## Assignment
Write out the data below in full, please. Keep every character as given.

## Source data
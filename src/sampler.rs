//! 画像デコード・縮小サンプリング
//!
//! 画像ファイルをデコードして固定サイズ（既定 50x50）に縮小し、RGBAバイト列を返す。
//! デコードはブロッキング処理なので `spawn_blocking` で実行する。
//! 失敗しても呼び出し側は既定パレットで続行できるよう、
//! `extract_palette` は常にパレットを返す。

use crate::error::{GalleryError, Result};
use image::imageops::FilterType;
use photo_gallery_common::{Palette, PaletteOptions};
use std::path::{Path, PathBuf};

/// 縮小済みのRGBAバッファ（行優先、1チャンネル1バイト）
#[derive(Debug, Clone)]
pub struct SampledRaster {
    pub width: u32,
    pub height: u32,
    pub pixels: Vec<u8>,
}

/// ソース参照をローカルパスに解決する
///
/// 相対パスはカタログファイルのディレクトリ基準。URL は扱わない。
pub fn resolve_source(source_ref: &str, base_dir: &Path) -> Result<PathBuf> {
    let lower = source_ref.to_lowercase();
    if lower.starts_with("http://") || lower.starts_with("https://") {
        return Err(GalleryError::UnsupportedSource(source_ref.to_string()));
    }

    let path = Path::new(source_ref.strip_prefix("file://").unwrap_or(source_ref));
    if path.is_relative() {
        Ok(base_dir.join(path))
    } else {
        Ok(path.to_path_buf())
    }
}

fn sample_file(path: &Path, size: u32) -> Result<SampledRaster> {
    if !path.exists() {
        return Err(GalleryError::FileNotFound(path.display().to_string()));
    }
    let img = image::open(path)
        .map_err(|e| GalleryError::ImageLoad(format!("{}: {}", path.display(), e)))?;
    let size = size.max(1);
    let rgba = img.resize_exact(size, size, FilterType::Triangle).to_rgba8();

    Ok(SampledRaster {
        width: rgba.width(),
        height: rgba.height(),
        pixels: rgba.into_raw(),
    })
}

/// 画像をデコードして `size` x `size` に縮小
pub async fn decode_and_sample(path: PathBuf, size: u32) -> Result<SampledRaster> {
    tokio::task::spawn_blocking(move || sample_file(&path, size))
        .await
        .map_err(|e| GalleryError::TaskJoin(e.to_string()))?
}

/// 抽出結果
#[derive(Debug, Clone, PartialEq, Eq)]
pub enum Extraction {
    /// 画像から抽出した
    Sampled(Palette),
    /// デコードに失敗し既定パレットを使った
    Fallback(Palette),
}

impl Extraction {
    pub fn palette(&self) -> &Palette {
        match self {
            Extraction::Sampled(p) | Extraction::Fallback(p) => p,
        }
    }

    pub fn into_palette(self) -> Palette {
        match self {
            Extraction::Sampled(p) | Extraction::Fallback(p) => p,
        }
    }

    pub fn is_fallback(&self) -> bool {
        matches!(self, Extraction::Fallback(_))
    }
}

/// 代表色を抽出（失敗時は既定パレット）
pub async fn extract_palette(
    source_ref: &str,
    base_dir: &Path,
    options: PaletteOptions,
    sample_size: u32,
) -> Extraction {
    let sampled = match resolve_source(source_ref, base_dir) {
        Ok(path) => decode_and_sample(path, sample_size).await,
        Err(e) => Err(e),
    };

    match sampled {
        Ok(raster) => {
            let palette = Palette::from_pixels(&raster.pixels, &options);
            log::debug!("{}: {} colors", source_ref, palette.len());
            Extraction::Sampled(palette)
        }
        Err(e) => {
            log::warn!("color extraction failed, using fallback palette: {}", e);
            Extraction::Fallback(Palette::fallback(options.palette_size))
        }
    }
}

#[cfg(test)]
mod tests {
    use super::*;

    #[test]
    fn test_resolve_relative_source() {
        let base = Path::new("/photos");
        assert_eq!(
            resolve_source("images/a.jpg", base).unwrap(),
            PathBuf::from("/photos/images/a.jpg")
        );
        assert_eq!(
            resolve_source("/abs/b.png", base).unwrap(),
            PathBuf::from("/abs/b.png")
        );
        assert_eq!(
            resolve_source("file:///abs/c.png", base).unwrap(),
            PathBuf::from("/abs/c.png")
        );
    }

    #[test]
    fn test_resolve_rejects_urls() {
        let result = resolve_source("https://example.com/a.jpg", Path::new("."));
        assert!(matches!(result, Err(GalleryError::UnsupportedSource(_))));
    }
}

## Answer box
filename src/sampler.rs
//! 画像デコード・縮小サンプリング
//!
//! 画像ファイルをデコードして固定サイズ（既定 50x50）に縮小し、RGBAバイト列を返す。
//! デコードはブロッキング処理なので `spawn_blocking` で実行する。
//! 失敗しても呼び出し側は既定パレットで続行できるよう、
//! `extract_palette` は常にパレットを返す。

use crate::error::{GalleryError, Result};
use image::imageops::FilterType;
use photo_gallery_common::{Palette, PaletteOptions};
use std::path::{Path, PathBuf};

/// 縮小済みのRGBAバッファ（行優先、1チャンネル1バイト）
#[derive(Debug, Clone)]
pub struct SampledRaster {
    pub width: u32,
    pub height: u32,
    pub pixels: Vec<u8>,
}

/// ソース参照をローカルパスに解決する
///
/// 相対パスはカタログファイルのディレクトリ基準。URL は扱わない。
pub fn resolve_source(source_ref: &str, base_dir: &Path) -> Result<PathBuf> {
    let lower = source_ref.to_lowercase();
    if lower.starts_with("http://") || lower.starts_with("https://") {
        return Err(GalleryError::UnsupportedSource(source_ref.to_string()));
    }

    let path = Path::new(source_ref.strip_prefix("file://").unwrap_or(source_ref));
    if path.is_relative() {
        Ok(base_dir.join(path))
    } else {
        Ok(path.to_path_buf())
    }
}

fn sample_file(path: &Path, size: u32) -> Result<SampledRaster> {
    if !path.exists() {
        return Err(GalleryError::FileNotFound(path.display().to_string()));
    }
    let img = image::open(path)
        .map_err(|e| GalleryError::ImageLoad(format!("{}: {}", path.display(), e)))?;
    let size = size.max(1);
    let rgba = img.resize_exact(size, size, FilterType::Triangle).to_rgba8();

    Ok(SampledRaster {
        width: rgba.width(),
        height: rgba.height(),
        pixels: rgba.into_raw(),
    })
}

/// 画像をデコードして `size` x `size` に縮小
pub async fn decode_and_sample(path: PathBuf, size: u32) -> Result<SampledRaster> {
    tokio::task::spawn_blocking(move || sample_file(&path, size))
        .await
        .map_err(|e| GalleryError::TaskJoin(e.to_string()))?
}

/// 抽出結果
#[derive(Debug, Clone, PartialEq, Eq)]
pub enum Extraction {
    /// 画像から抽出した
    Sampled(Palette),
    /// デコードに失敗し既定パレットを使った
    Fallback(Palette),
}

impl Extraction {
    pub fn palette(&self) -> &Palette {
        match self {
            Extraction::Sampled(p) | Extraction::Fallback(p) => p,
        }
    }

    pub fn into_palette(self) -> Palette {
        match self {
            Extraction::Sampled(p) | Extraction::Fallback(p) => p,
        }
    }

    pub fn is_fallback(&self) -> bool {
        matches!(self, Extraction::Fallback(_))
    }
}

/// 代表色を抽出（失敗時は既定パレット）
pub async fn extract_palette(
    source_ref: &str,
    base_dir: &Path,
    options: PaletteOptions,
    sample_size: u32,
) -> Extraction {
    let sampled = match resolve_source(source_ref, base_dir) {
        Ok(path) => decode_and_sample(path, sample_size).await,
        Err(e) => Err(e),
    };

    match sampled {
        Ok(raster) => {
            let palette = Palette::from_pixels(&raster.pixels, &options);
            log::debug!("{}: {} colors", source_ref, palette.len());
            Extraction::Sampled(palette)
        }
        Err(e) => {
            log::warn!("color extraction failed, using fallback palette: {}", e);
            Extraction::Fallback(Palette::fallback(options.palette_size))
        }
    }
}

#[cfg(test)]
mod tests {
    use super::*;

    #[test]
    fn test_resolve_relative_source() {
        let base = Path::new("/photos");
        assert_eq!(
            resolve_source("images/a.jpg", base).unwrap(),
            PathBuf::from("/photos/images/a.jpg")
        );
        assert_eq!(
            resolve_source("/abs/b.png", base).unwrap(),
            PathBuf::from("/abs/b.png")
        );
        assert_eq!(
            resolve_source("file:///abs/c.png", base).unwrap(),
            PathBuf::from("/abs/c.png")
        );
    }

    #[test]
    fn test_resolve_rejects_urls() {
        let result = resolve_source("https://example.com/a.jpg", Path::new("."));
        assert!(matches!(result, Err(GalleryError::UnsupportedSource(_))));
    }
}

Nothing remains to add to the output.